Professor Barbara Sherwood Lollar from the University of Toronto led the groundbreaking research, which began with earlier discoveries at the same mine. The geochemist had spent much of her career wandering around some of the deepest mines in the world, finding and extracting water that was millions of years old. The breakthrough came when initial test results seemed impossible, with researchers initially believing their equipment was malfunctioning.
What captured public imagination wasn't just the water's incredible age, but what happened next. While not typical in scientific studies, Sherwood Lollar's decision to taste the water was motivated by a desire to understand its unique properties. "If you're a geologist who works with rocks, you've probably licked a lot of rocks," she told CNN. The tasting served a scientific purpose: She was looking for a salty taste, with saltier water tending to be older.

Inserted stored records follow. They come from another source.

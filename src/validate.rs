//! Read-only release checks for an annotation file.
//!
//! Only a missing top-level key is an error; every other finding is reported
//! as a warning and collected in the returned report.

use crate::date::{day_end_utc, day_start_utc, parse_day};
use crate::error::CurateError;
use crate::store::FilterStage;
use anyhow::{Context, Result};
use serde_json::Value;
use std::io::BufReader;
use std::path::Path;

pub const REQUIRED_KEYS: [&str; 2] = ["info", "annotations"];
pub const REQUIRED_INFO_KEYS: [&str; 4] = ["start_date", "end_date", "url", "version"];

#[derive(Clone, Debug, Default, PartialEq)]
pub struct ValidationReport {
    pub num_annotations: usize,
    pub missing_info_keys: Vec<String>,
    pub pending_filters: Vec<FilterStage>,
    /// Ids whose `created_utc` falls outside `[start_date, end_date]`.
    pub out_of_range_ids: Vec<String>,
}

impl ValidationReport {
    pub fn is_clean(&self) -> bool {
        self.missing_info_keys.is_empty() && self.pending_filters.is_empty() && self.out_of_range_ids.is_empty()
    }
}

fn day_bound(info: &Value, key: &str) -> Option<time::Date> {
    let raw = info.get(key)?.as_str()?;
    match parse_day(raw) {
        Ok(d) => Some(d),
        Err(e) => {
            tracing::warn!("Info key '{}' is not a date: {:#}", key, e);
            None
        }
    }
}

pub fn validate_value(doc: &Value, label: &str) -> Result<ValidationReport, CurateError> {
    for key in REQUIRED_KEYS {
        if doc.get(key).is_none() {
            tracing::error!("'{}' not found! Invalid file, aborting!", key);
            return Err(CurateError::MissingKey { path: label.to_string(), key: key.to_string() });
        }
    }

    let info = &doc["info"];
    let mut report = ValidationReport::default();

    for key in REQUIRED_INFO_KEYS {
        if info.get(key).is_none() {
            tracing::warn!("Info key '{}' not found, invalid file!", key);
            report.missing_info_keys.push(key.to_string());
        }
    }

    for stage in FilterStage::ALL {
        if info.get(stage.key()).is_none() {
            tracing::warn!("{}-filtering pending, run '{}'", stage.label(), stage.command());
            report.pending_filters.push(stage);
        }
    }

    let annotations = doc["annotations"].as_array().map(|a| a.as_slice()).unwrap_or(&[]);
    report.num_annotations = annotations.len();

    if let (Some(start), Some(end)) = (day_bound(info, "start_date"), day_bound(info, "end_date")) {
        let (lo, hi) = (day_start_utc(start), day_end_utc(end));
        for ann in annotations {
            let ts = ann.get("created_utc").and_then(|v| v.as_i64().or_else(|| v.as_f64().map(|f| f as i64)));
            let id = ann.get("image_id").and_then(|v| v.as_str()).unwrap_or("<unknown>");
            match ts {
                Some(t) if t >= lo && t <= hi => {}
                _ => {
                    tracing::warn!("Found ID {} outside time limits!", id);
                    report.out_of_range_ids.push(id.to_string());
                }
            }
        }
    }

    Ok(report)
}

pub fn validate_file(path: &Path) -> Result<ValidationReport> {
    tracing::info!("Validating {}...", path.display());
    let f = crate::util::open_with_backoff(path, 16, 50).with_context(|| format!("open {}", path.display()))?;
    let doc: Value = serde_json::from_reader(BufReader::new(f)).with_context(|| format!("parse {}", path.display()))?;
    let report = validate_value(&doc, &path.display().to_string())?;
    tracing::info!("Done. If nothing was printed above then file is valid!");
    Ok(report)
}
use anyhow::Result;
use clap::{Parser, Subcommand};
use redcaps::{
    init_tracing_once, Blocklist, CommandDetector, Credentials, RedCaps, YearMonth, DEFAULT_FACE_THRESHOLD,
    DEFAULT_NSFW_THRESHOLD, DEFAULT_WORKERS,
};
use std::path::PathBuf;
use std::process::ExitCode;

const IMAGES_DIR: &str = "./datasets/redcaps/images";
const ANNOTATIONS_DIR: &str = "./datasets/redcaps/annotations";

#[derive(Parser)]
#[command(name = "redcaps")]
#[command(about = "Collect, filter and merge RedCaps image-text annotations")]
#[command(version)]
struct Cli {
    /// Hide progress bars
    #[arg(short, long, global = true)]
    quiet: bool,

    #[command(subcommand)]
    command: Commands,
}

#[derive(Subcommand)]
enum Commands {
    /// Download image posts of one subreddit submitted in one month
    DownloadAnns {
        /// Subreddit name, with or without the `r/` prefix
        #[arg(short, long)]
        subreddit: String,

        /// Month to download, YYYY-MM (day 1 00:00:00 UTC to the last day 23:59:59 UTC)
        #[arg(short = 'm', long = "yyyy-mm")]
        month: YearMonth,

        /// JSON file with Reddit and Imgur API credentials
        #[arg(short, long)]
        credentials: PathBuf,

        /// JSON path or directory for the annotations
        #[arg(short = 'o', long, default_value = ANNOTATIONS_DIR)]
        save_to: PathBuf,

        /// Query window in hours, at most 24
        #[arg(short, long, default_value_t = 24.0)]
        time_window: f64,

        /// Days harvested at once
        #[arg(long, default_value_t = 1)]
        day_concurrency: usize,
    },

    /// Download the images of an annotation file
    DownloadImgs {
        #[arg(short, long)]
        annotations: PathBuf,

        /// Images land in one sub-directory per subreddit
        #[arg(short = 'o', long, default_value = IMAGES_DIR)]
        save_to: PathBuf,

        /// Drop annotations whose image failed to download (file is rewritten)
        #[arg(short, long)]
        update_annotations: bool,

        #[arg(short = 'j', long, default_value_t = DEFAULT_WORKERS)]
        workers: usize,
    },

    /// Merge annotation files (or directories of them) into one file
    Merge {
        #[arg(required = true)]
        inputs: Vec<PathBuf>,

        #[arg(short = 'o', long)]
        save_to: PathBuf,

        /// Delete the source files after merging
        #[arg(short, long)]
        delete_old: bool,
    },

    /// Remove annotations whose caption contains a blocklisted word
    FilterWords {
        /// Annotation file, modified in place
        #[arg(short, long)]
        annotations: PathBuf,

        #[arg(short, long, default_value = IMAGES_DIR)]
        images: PathBuf,

        /// Local word list; downloaded when omitted
        #[arg(short, long)]
        blocklist: Option<PathBuf>,
    },

    /// Remove images flagged as NSFW, and their annotations
    FilterNsfw {
        #[arg(short, long)]
        annotations: PathBuf,

        #[arg(short, long, default_value = IMAGES_DIR)]
        images: PathBuf,

        /// Detector program: image paths on stdin, JSON scores on stdout
        #[arg(short, long)]
        detector: PathBuf,

        /// Model provenance written to the file header
        #[arg(short, long, default_value = redcaps::NSFW_REPO)]
        model: String,

        /// porn + hentai probability above which an image is flagged
        #[arg(short = 't', long, default_value_t = DEFAULT_NSFW_THRESHOLD)]
        confidence_threshold: f64,
    },

    /// Remove images with detected faces, and their annotations
    FilterFaces {
        #[arg(short, long)]
        annotations: PathBuf,

        #[arg(short, long, default_value = IMAGES_DIR)]
        images: PathBuf,

        /// Detector program: image paths on stdin, JSON boxes on stdout
        #[arg(short, long)]
        detector: PathBuf,

        #[arg(short, long, default_value = redcaps::FACES_REPO)]
        model: String,

        #[arg(short = 't', long, default_value_t = DEFAULT_FACE_THRESHOLD)]
        confidence_threshold: f64,
    },

    /// Check an annotation file before release; never modifies it
    Validate {
        #[arg(short, long)]
        annotations: PathBuf,
    },
}

fn main() -> ExitCode {
    init_tracing_once();
    if let Err(e) = run() {
        tracing::error!("{:#}", e);
        return ExitCode::from(1);
    }
    ExitCode::SUCCESS
}

fn run() -> Result<()> {
    let cli = Cli::parse();
    let base = RedCaps::new().progress(!cli.quiet);

    match cli.command {
        Commands::DownloadAnns { subreddit, month, credentials, save_to, time_window, day_concurrency } => {
            let creds = Credentials::load(&credentials)?;
            let report = base
                .annotations_dir(&save_to)
                .time_window_hours(time_window)
                .day_concurrency(day_concurrency)
                .user_agent(creds.reddit.user_agent.clone())
                .download_annotations_online(&creds, &subreddit, month)?;
            println!("{} annotations saved at {}", report.num_records, report.path.display());
        }
        Commands::DownloadImgs { annotations, save_to, update_annotations, workers } => {
            let report = base
                .images_dir(&save_to)
                .update_annotations(update_annotations)
                .workers(workers)
                .download_images_online(&annotations)?;
            println!("Downloaded {}/{} images", report.downloaded, report.attempted);
        }
        Commands::Merge { inputs, save_to, delete_old } => {
            if let Some(report) = base.merge(&inputs, &save_to, delete_old)? {
                println!("Merged {} files into {} ({} annotations)", report.inputs.len(), save_to.display(), report.num_records);
            }
        }
        Commands::FilterWords { annotations, images, blocklist } => {
            let words = match blocklist {
                Some(p) => Blocklist::load(&p)?,
                None => Blocklist::fetch(&Blocklist::default_url())?,
            };
            let removed = base.images_dir(&images).filter_words(&annotations, &words)?;
            println!("Removed {} annotations", removed);
        }
        Commands::FilterNsfw { annotations, images, detector, model, confidence_threshold } => {
            let detector = CommandDetector::new(detector, model);
            let removed = base
                .images_dir(&images)
                .nsfw_threshold(confidence_threshold)
                .filter_nsfw(&annotations, &detector)?;
            println!("Removed {} annotations", removed);
        }
        Commands::FilterFaces { annotations, images, detector, model, confidence_threshold } => {
            let detector = CommandDetector::new(detector, model);
            let removed = base
                .images_dir(&images)
                .face_threshold(confidence_threshold)
                .filter_faces(&annotations, &detector)?;
            println!("Removed {} annotations", removed);
        }
        Commands::Validate { annotations } => {
            let report = base.validate(&annotations)?;
            if !report.is_clean() {
                println!(
                    "{} annotations: {} missing info keys, {} pending filters, {} out of range",
                    report.num_annotations,
                    report.missing_info_keys.len(),
                    report.pending_filters.len(),
                    report.out_of_range_ids.len()
                );
            }
        }
    }
    Ok(())
}
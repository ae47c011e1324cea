//! Typed failures that callers need to tell apart. Everything else travels as
//! plain `anyhow::Error` with context.

use thiserror::Error;

#[derive(Debug, Error)]
pub enum CurateError {
    /// Imgur client-wide quota is nearly spent. Continuing risks an IP ban.
    #[error("imgur client quota exhausted ({remaining} requests left); stop for a day")]
    QuotaExhausted { remaining: i64 },

    #[error("{path} has already been {stage}-filtered")]
    AlreadyFiltered { path: String, stage: &'static str },

    #[error("cannot run {stage} filter on {path}: {reason}")]
    OutOfOrder { path: String, stage: &'static str, reason: String },

    #[error("image id {0} is not present in the annotations")]
    UnknownId(String),

    #[error("nothing to merge: provided {0} file(s), need at least two")]
    NothingToMerge(usize),

    #[error("refusing to delete merged sources: {0}")]
    DeleteRefused(String),

    #[error("invalid annotations file {path}: missing key '{key}'")]
    MissingKey { path: String, key: String },

    #[error("detector returned {got} results for {expected} images")]
    DetectorMismatch { expected: usize, got: usize },
}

She noted that she was looking for a salty taste, as saltier water tends to be older, and to her surprise, the ancient liquid was "very salty and bitter," much saltier than seawater. This wasn't a reckless act but rather standard practice for field geologists. Though definitely not safe enough to drink reams and reams of it – Sherwood Lollar pointed out that it was also "scientifically too valuable to waste like that" – the geologist did dip a finger in and stick it on the tip of her tongue.
The extreme saltiness confirmed the water's ancient origins. The saltiness and bitterness of the water confirmed that it had been isolated for an incredibly long time, allowing for the accumulation of minerals and other substances that contributed to its distinct taste. Laboratory analysis revealed the water was 10 times saltier than seawater — is rich in sulfate, a fingerprint of microbial life.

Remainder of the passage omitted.